== Segment start ==

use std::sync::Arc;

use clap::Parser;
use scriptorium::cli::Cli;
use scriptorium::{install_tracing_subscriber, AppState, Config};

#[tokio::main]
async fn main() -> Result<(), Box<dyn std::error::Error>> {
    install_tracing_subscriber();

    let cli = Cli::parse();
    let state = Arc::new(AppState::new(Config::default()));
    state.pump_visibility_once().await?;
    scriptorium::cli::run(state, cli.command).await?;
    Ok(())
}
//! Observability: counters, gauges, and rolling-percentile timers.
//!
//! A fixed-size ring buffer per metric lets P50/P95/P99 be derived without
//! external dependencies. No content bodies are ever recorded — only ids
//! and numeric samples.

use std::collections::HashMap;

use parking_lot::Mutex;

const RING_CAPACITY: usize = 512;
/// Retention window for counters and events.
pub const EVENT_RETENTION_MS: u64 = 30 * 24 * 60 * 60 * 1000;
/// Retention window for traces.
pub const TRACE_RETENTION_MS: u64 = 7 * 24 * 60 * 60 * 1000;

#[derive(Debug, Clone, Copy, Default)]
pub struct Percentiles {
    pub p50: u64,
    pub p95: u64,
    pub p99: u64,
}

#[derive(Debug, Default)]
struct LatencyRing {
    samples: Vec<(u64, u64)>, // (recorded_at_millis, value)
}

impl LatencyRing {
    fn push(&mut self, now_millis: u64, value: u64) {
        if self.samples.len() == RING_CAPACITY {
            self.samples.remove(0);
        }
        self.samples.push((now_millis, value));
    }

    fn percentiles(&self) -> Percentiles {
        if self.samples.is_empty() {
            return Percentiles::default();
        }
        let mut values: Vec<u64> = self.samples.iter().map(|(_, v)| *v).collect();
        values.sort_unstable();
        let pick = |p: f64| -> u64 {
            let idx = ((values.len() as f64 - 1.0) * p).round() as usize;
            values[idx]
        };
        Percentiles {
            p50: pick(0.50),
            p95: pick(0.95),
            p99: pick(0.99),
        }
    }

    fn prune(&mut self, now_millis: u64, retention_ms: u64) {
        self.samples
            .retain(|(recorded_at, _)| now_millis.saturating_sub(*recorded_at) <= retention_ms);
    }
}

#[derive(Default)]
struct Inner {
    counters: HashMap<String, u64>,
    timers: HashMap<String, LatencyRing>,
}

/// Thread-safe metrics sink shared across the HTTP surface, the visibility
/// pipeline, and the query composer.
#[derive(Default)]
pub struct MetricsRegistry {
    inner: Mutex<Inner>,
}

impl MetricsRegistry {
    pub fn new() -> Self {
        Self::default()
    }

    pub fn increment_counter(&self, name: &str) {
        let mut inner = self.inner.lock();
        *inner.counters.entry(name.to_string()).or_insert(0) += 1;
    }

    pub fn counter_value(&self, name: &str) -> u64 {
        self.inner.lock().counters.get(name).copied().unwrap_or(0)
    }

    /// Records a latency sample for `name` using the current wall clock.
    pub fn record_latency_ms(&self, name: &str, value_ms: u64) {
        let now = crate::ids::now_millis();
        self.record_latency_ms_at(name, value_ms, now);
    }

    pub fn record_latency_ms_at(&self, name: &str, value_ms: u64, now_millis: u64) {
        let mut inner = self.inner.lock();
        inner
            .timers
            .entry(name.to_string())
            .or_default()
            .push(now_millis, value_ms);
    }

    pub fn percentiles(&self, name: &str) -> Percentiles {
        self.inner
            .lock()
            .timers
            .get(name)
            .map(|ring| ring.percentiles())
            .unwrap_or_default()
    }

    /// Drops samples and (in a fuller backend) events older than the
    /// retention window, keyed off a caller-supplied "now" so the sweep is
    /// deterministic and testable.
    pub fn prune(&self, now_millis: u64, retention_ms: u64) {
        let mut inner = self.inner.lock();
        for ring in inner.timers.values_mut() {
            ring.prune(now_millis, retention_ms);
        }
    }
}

== Segment end ==

**Required action:** In full and without alteration, copy the entries.

**Result for this task:**
use std::sync::Arc;

use clap::Parser;
use scriptorium::cli::Cli;
use scriptorium::{install_tracing_subscriber, AppState, Config};

#[tokio::main]
async fn main() -> Result<(), Box<dyn std::error::Error>> {
    install_tracing_subscriber();

    let cli = Cli::parse();
    let state = Arc::new(AppState::new(Config::default()));
    state.pump_visibility_once().await?;
    scriptorium::cli::run(state, cli.command).await?;
    Ok(())
}
//! Observability: counters, gauges, and rolling-percentile timers.
//!
//! A fixed-size ring buffer per metric lets P50/P95/P99 be derived without
//! external dependencies. No content bodies are ever recorded — only ids
//! and numeric samples.

use std::collections::HashMap;

use parking_lot::Mutex;

const RING_CAPACITY: usize = 512;
/// Retention window for counters and events.
pub const EVENT_RETENTION_MS: u64 = 30 * 24 * 60 * 60 * 1000;
/// Retention window for traces.
pub const TRACE_RETENTION_MS: u64 = 7 * 24 * 60 * 60 * 1000;

#[derive(Debug, Clone, Copy, Default)]
pub struct Percentiles {
    pub p50: u64,
    pub p95: u64,
    pub p99: u64,
}

#[derive(Debug, Default)]
struct LatencyRing {
    samples: Vec<(u64, u64)>, // (recorded_at_millis, value)
}

impl LatencyRing {
    fn push(&mut self, now_millis: u64, value: u64) {
        if self.samples.len() == RING_CAPACITY {
            self.samples.remove(0);
        }
        self.samples.push((now_millis, value));
    }

    fn percentiles(&self) -> Percentiles {
        if self.samples.is_empty() {
            return Percentiles::default();
        }
        let mut values: Vec<u64> = self.samples.iter().map(|(_, v)| *v).collect();
        values.sort_unstable();
        let pick = |p: f64| -> u64 {
            let idx = ((values.len() as f64 - 1.0) * p).round() as usize;
            values[idx]
        };
        Percentiles {
            p50: pick(0.50),
            p95: pick(0.95),
            p99: pick(0.99),
        }
    }

    fn prune(&mut self, now_millis: u64, retention_ms: u64) {
        self.samples
            .retain(|(recorded_at, _)| now_millis.saturating_sub(*recorded_at) <= retention_ms);
    }
}

#[derive(Default)]
struct Inner {
    counters: HashMap<String, u64>,
    timers: HashMap<String, LatencyRing>,
}

/// Thread-safe metrics sink shared across the HTTP surface, the visibility
/// pipeline, and the query composer.
#[derive(Default)]
pub struct MetricsRegistry {
    inner: Mutex<Inner>,
}

impl MetricsRegistry {
    pub fn new() -> Self {
        Self::default()
    }

    pub fn increment_counter(&self, name: &str) {
        let mut inner = self.inner.lock();
        *inner.counters.entry(name.to_string()).or_insert(0) += 1;
    }

    pub fn counter_value(&self, name: &str) -> u64 {
        self.inner.lock().counters.get(name).copied().unwrap_or(0)
    }

    /// Records a latency sample for `name` using the current wall clock.
    pub fn record_latency_ms(&self, name: &str, value_ms: u64) {
        let now = crate::ids::now_millis();
        self.record_latency_ms_at(name, value_ms, now);
    }

    pub fn record_latency_ms_at(&self, name: &str, value_ms: u64, now_millis: u64) {
        let mut inner = self.inner.lock();
        inner
            .timers
            .entry(name.to_string())
            .or_default()
            .push(now_millis, value_ms);
    }

    pub fn percentiles(&self, name: &str) -> Percentiles {
        self.inner
            .lock()
            .timers
            .get(name)
            .map(|ring| ring.percentiles())
            .unwrap_or_default()
    }

    /// Drops samples and (in a fuller backend) events older than the
    /// retention window, keyed off a caller-supplied "now" so the sweep is
    /// deterministic and testable.
    pub fn prune(&self, now_millis: u64, retention_ms: u64) {
        let mut inner = self.inner.lock();
        for ring in inner.timers.values_mut() {
            ring.prune(now_millis, retention_ms);
        }
    }
}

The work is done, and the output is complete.